─── Task input ───
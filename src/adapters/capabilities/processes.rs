//! Shell commands started by a trial, including ones that outlive their timeout.

use nix::sys::signal::{self, Signal};
use nix::unistd::Pid;
use std::collections::HashMap;
use std::path::PathBuf;
use std::process::Stdio;
use std::sync::Arc;
use std::time::Duration;
use tokio::io::{AsyncBufReadExt, AsyncRead, BufReader};
use tokio::process::{Child, Command};
use tokio::sync::Mutex;
use tokio::task::JoinHandle;
use tracing::{debug, warn};

use crate::domain::errors::CapabilityError;

/// Output kept per command; older output is dropped.
const MAX_BUFFERED_OUTPUT: usize = 64 * 1024;

/// Time a terminated command gets to exit before it is killed.
const TERMINATE_GRACE: Duration = Duration::from_secs(2);

const READER_DRAIN: Duration = Duration::from_millis(500);

#[derive(Debug, Default)]
struct OutputBuffer {
    text: String,
    read_offset: usize,
}

impl OutputBuffer {
    fn push_line(&mut self, line: &str) {
        self.text.push_str(line);
        self.text.push('\n');
        if self.text.len() > MAX_BUFFERED_OUTPUT {
            let mut cut = self.text.len() - MAX_BUFFERED_OUTPUT;
            while !self.text.is_char_boundary(cut) {
                cut += 1;
            }
            self.text.drain(..cut);
            self.read_offset = self.read_offset.saturating_sub(cut);
        }
    }

    fn take_unread(&mut self) -> String {
        let unread = self.text[self.read_offset..].to_string();
        self.read_offset = self.text.len();
        unread
    }
}

struct RunningCommand {
    command: String,
    child: Child,
    output: Arc<Mutex<OutputBuffer>>,
    readers: Vec<JoinHandle<()>>,
}

impl RunningCommand {
    /// Wait briefly for the output readers; a grandchild may still hold the pipes.
    async fn drain_readers(&mut self) {
        for mut reader in self.readers.drain(..) {
            if tokio::time::timeout(READER_DRAIN, &mut reader).await.is_err() {
                reader.abort();
            }
        }
    }
}

/// Commands a connection has started, keyed by pid.
pub struct ProcessTable {
    workspace: PathBuf,
    background: HashMap<u32, RunningCommand>,
}

impl ProcessTable {
    pub fn new(workspace: impl Into<PathBuf>) -> Self {
        Self {
            workspace: workspace.into(),
            background: HashMap::new(),
        }
    }

    /// Run `command` through `sh -c`. If it is still running after
    /// `timeout_ms` it keeps running in the background and its pid is returned.
    pub async fn execute(&mut self, command: &str, timeout_ms: u64) -> Result<String, CapabilityError> {
        let mut child = Command::new("sh")
            .arg("-c")
            .arg(command)
            .current_dir(&self.workspace)
            .stdin(Stdio::null())
            .stdout(Stdio::piped())
            .stderr(Stdio::piped())
            .kill_on_drop(true)
            .process_group(0)
            .spawn()?;

        let output = Arc::new(Mutex::new(OutputBuffer::default()));
        let mut readers = Vec::new();
        if let Some(stdout) = child.stdout.take() {
            readers.push(spawn_reader(stdout, Arc::clone(&output)));
        }
        if let Some(stderr) = child.stderr.take() {
            readers.push(spawn_reader(stderr, Arc::clone(&output)));
        }

        let mut running = RunningCommand {
            command: command.to_string(),
            child,
            output,
            readers,
        };

        match tokio::time::timeout(Duration::from_millis(timeout_ms), running.child.wait()).await {
            Ok(status) => {
                let status = status?;
                running.drain_readers().await;
                let text = running.output.lock().await.take_unread();
                Ok(format!(
                    "exit code: {}\n{text}",
                    status
                        .code()
                        .map_or_else(|| "signal".to_string(), |c| c.to_string())
                ))
            }
            Err(_) => {
                let pid = running.child.id().ok_or_else(|| {
                    CapabilityError::Io("command exited without a pid".to_string())
                })?;
                let text = running.output.lock().await.take_unread();
                debug!(pid, command, "Command moved to background");
                self.background.insert(pid, running);
                Ok(format!(
                    "Command still running after {timeout_ms}ms (pid {pid}). \
                     Use read_output to fetch new output or force_terminate to stop it.\n{text}"
                ))
            }
        }
    }

    /// New output of a background command, and its exit code once it finished.
    pub async fn read_output(&mut self, pid: u32) -> Result<String, CapabilityError> {
        let running = self
            .background
            .get_mut(&pid)
            .ok_or(CapabilityError::UnknownProcess(pid))?;

        if let Some(status) = running.child.try_wait()? {
            running.drain_readers().await;
            let text = running.output.lock().await.take_unread();
            self.background.remove(&pid);
            return Ok(format!(
                "process {pid} exited with code {}\n{text}",
                status
                    .code()
                    .map_or_else(|| "signal".to_string(), |c| c.to_string())
            ));
        }

        let text = running.output.lock().await.take_unread();
        Ok(format!("process {pid} still running\n{text}"))
    }

    pub async fn force_terminate(&mut self, pid: u32) -> Result<String, CapabilityError> {
        let mut running = self
            .background
            .remove(&pid)
            .ok_or(CapabilityError::UnknownProcess(pid))?;
        terminate(&mut running).await;
        Ok(format!("terminated process {pid} ({})", running.command))
    }

    /// Stop every background command.
    pub async fn shutdown(&mut self) {
        for (pid, mut running) in self.background.drain() {
            debug!(pid, command = %running.command, "Stopping background command");
            terminate(&mut running).await;
        }
    }

    pub fn background_pids(&self) -> Vec<u32> {
        self.background.keys().copied().collect()
    }
}

fn spawn_reader<R>(stream: R, output: Arc<Mutex<OutputBuffer>>) -> JoinHandle<()>
where
    R: AsyncRead + Unpin + Send + 'static,
{
    tokio::spawn(async move {
        let mut lines = BufReader::new(stream).lines();
        while let Ok(Some(line)) = lines.next_line().await {
            output.lock().await.push_line(&line);
        }
    })
}

/// SIGTERM to the command's process group, then SIGKILL if it does not exit in time.
async fn terminate(running: &mut RunningCommand) {
    if let Some(pid) = running.child.id().and_then(|id| i32::try_from(id).ok()) {
        if let Err(e) = signal::killpg(Pid::from_raw(pid), Signal::SIGTERM) {
            warn!(pid, error = %e, "Failed to send SIGTERM");
        }
        if tokio::time::timeout(TERMINATE_GRACE, running.child.wait())
            .await
            .is_ok()
        {
            running.drain_readers().await;
            return;
        }
    }
    if let Some(pid) = running.child.id().and_then(|id| i32::try_from(id).ok()) {
        let _ = signal::killpg(Pid::from_raw(pid), Signal::SIGKILL);
    }
    if let Err(e) = running.child.kill().await {
        warn!(command = %running.command, error = %e, "Failed to kill command");
    }
    running.drain_readers().await;
}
───
Show the data once more, exactly as it was written.

filename src/adapters/capabilities/processes.rs
//! Shell commands started by a trial, including ones that outlive their timeout.

use nix::sys::signal::{self, Signal};
use nix::unistd::Pid;
use std::collections::HashMap;
use std::path::PathBuf;
use std::process::Stdio;
use std::sync::Arc;
use std::time::Duration;
use tokio::io::{AsyncBufReadExt, AsyncRead, BufReader};
use tokio::process::{Child, Command};
use tokio::sync::Mutex;
use tokio::task::JoinHandle;
use tracing::{debug, warn};

use crate::domain::errors::CapabilityError;

/// Output kept per command; older output is dropped.
const MAX_BUFFERED_OUTPUT: usize = 64 * 1024;

/// Time a terminated command gets to exit before it is killed.
const TERMINATE_GRACE: Duration = Duration::from_secs(2);

const READER_DRAIN: Duration = Duration::from_millis(500);

#[derive(Debug, Default)]
struct OutputBuffer {
    text: String,
    read_offset: usize,
}

impl OutputBuffer {
    fn push_line(&mut self, line: &str) {
        self.text.push_str(line);
        self.text.push('\n');
        if self.text.len() > MAX_BUFFERED_OUTPUT {
            let mut cut = self.text.len() - MAX_BUFFERED_OUTPUT;
            while !self.text.is_char_boundary(cut) {
                cut += 1;
            }
            self.text.drain(..cut);
            self.read_offset = self.read_offset.saturating_sub(cut);
        }
    }

    fn take_unread(&mut self) -> String {
        let unread = self.text[self.read_offset..].to_string();
        self.read_offset = self.text.len();
        unread
    }
}

struct RunningCommand {
    command: String,
    child: Child,
    output: Arc<Mutex<OutputBuffer>>,
    readers: Vec<JoinHandle<()>>,
}

impl RunningCommand {
    /// Wait briefly for the output readers; a grandchild may still hold the pipes.
    async fn drain_readers(&mut self) {
        for mut reader in self.readers.drain(..) {
            if tokio::time::timeout(READER_DRAIN, &mut reader).await.is_err() {
                reader.abort();
            }
        }
    }
}

/// Commands a connection has started, keyed by pid.
pub struct ProcessTable {
    workspace: PathBuf,
    background: HashMap<u32, RunningCommand>,
}

impl ProcessTable {
    pub fn new(workspace: impl Into<PathBuf>) -> Self {
        Self {
            workspace: workspace.into(),
            background: HashMap::new(),
        }
    }

    /// Run `command` through `sh -c`. If it is still running after
    /// `timeout_ms` it keeps running in the background and its pid is returned.
    pub async fn execute(&mut self, command: &str, timeout_ms: u64) -> Result<String, CapabilityError> {
        let mut child = Command::new("sh")
            .arg("-c")
            .arg(command)
            .current_dir(&self.workspace)
            .stdin(Stdio::null())
            .stdout(Stdio::piped())
            .stderr(Stdio::piped())
            .kill_on_drop(true)
            .process_group(0)
            .spawn()?;

        let output = Arc::new(Mutex::new(OutputBuffer::default()));
        let mut readers = Vec::new();
        if let Some(stdout) = child.stdout.take() {
            readers.push(spawn_reader(stdout, Arc::clone(&output)));
        }
        if let Some(stderr) = child.stderr.take() {
            readers.push(spawn_reader(stderr, Arc::clone(&output)));
        }

        let mut running = RunningCommand {
            command: command.to_string(),
            child,
            output,
            readers,
        };

        match tokio::time::timeout(Duration::from_millis(timeout_ms), running.child.wait()).await {
            Ok(status) => {
                let status = status?;
                running.drain_readers().await;
                let text = running.output.lock().await.take_unread();
                Ok(format!(
                    "exit code: {}\n{text}",
                    status
                        .code()
                        .map_or_else(|| "signal".to_string(), |c| c.to_string())
                ))
            }
            Err(_) => {
                let pid = running.child.id().ok_or_else(|| {
                    CapabilityError::Io("command exited without a pid".to_string())
                })?;
                let text = running.output.lock().await.take_unread();
                debug!(pid, command, "Command moved to background");
                self.background.insert(pid, running);
                Ok(format!(
                    "Command still running after {timeout_ms}ms (pid {pid}). \
                     Use read_output to fetch new output or force_terminate to stop it.\n{text}"
                ))
            }
        }
    }

    /// New output of a background command, and its exit code once it finished.
    pub async fn read_output(&mut self, pid: u32) -> Result<String, CapabilityError> {
        let running = self
            .background
            .get_mut(&pid)
            .ok_or(CapabilityError::UnknownProcess(pid))?;

        if let Some(status) = running.child.try_wait()? {
            running.drain_readers().await;
            let text = running.output.lock().await.take_unread();
            self.background.remove(&pid);
            return Ok(format!(
                "process {pid} exited with code {}\n{text}",
                status
                    .code()
                    .map_or_else(|| "signal".to_string(), |c| c.to_string())
            ));
        }

        let text = running.output.lock().await.take_unread();
        Ok(format!("process {pid} still running\n{text}"))
    }

    pub async fn force_terminate(&mut self, pid: u32) -> Result<String, CapabilityError> {
        let mut running = self
            .background
            .remove(&pid)
            .ok_or(CapabilityError::UnknownProcess(pid))?;
        terminate(&mut running).await;
        Ok(format!("terminated process {pid} ({})", running.command))
    }

    /// Stop every background command.
    pub async fn shutdown(&mut self) {
        for (pid, mut running) in self.background.drain() {
            debug!(pid, command = %running.command, "Stopping background command");
            terminate(&mut running).await;
        }
    }

    pub fn background_pids(&self) -> Vec<u32> {
        self.background.keys().copied().collect()
    }
}

fn spawn_reader<R>(stream: R, output: Arc<Mutex<OutputBuffer>>) -> JoinHandle<()>
where
    R: AsyncRead + Unpin + Send + 'static,
{
    tokio::spawn(async move {
        let mut lines = BufReader::new(stream).lines();
        while let Ok(Some(line)) = lines.next_line().await {
            output.lock().await.push_line(&line);
        }
    })
}

/// SIGTERM to the command's process group, then SIGKILL if it does not exit in time.
async fn terminate(running: &mut RunningCommand) {
    if let Some(pid) = running.child.id().and_then(|id| i32::try_from(id).ok()) {
        if let Err(e) = signal::killpg(Pid::from_raw(pid), Signal::SIGTERM) {
            warn!(pid, error = %e, "Failed to send SIGTERM");
        }
        if tokio::time::timeout(TERMINATE_GRACE, running.child.wait())
            .await
            .is_ok()
        {
            running.drain_readers().await;
            return;
        }
    }
    if let Some(pid) = running.child.id().and_then(|id| i32::try_from(id).ok()) {
        let _ = signal::killpg(Pid::from_raw(pid), Signal::SIGKILL);
    }
    if let Err(e) = running.child.kill().await {
        warn!(command = %running.command, error = %e, "Failed to kill command");
    }
    running.drain_readers().await;
}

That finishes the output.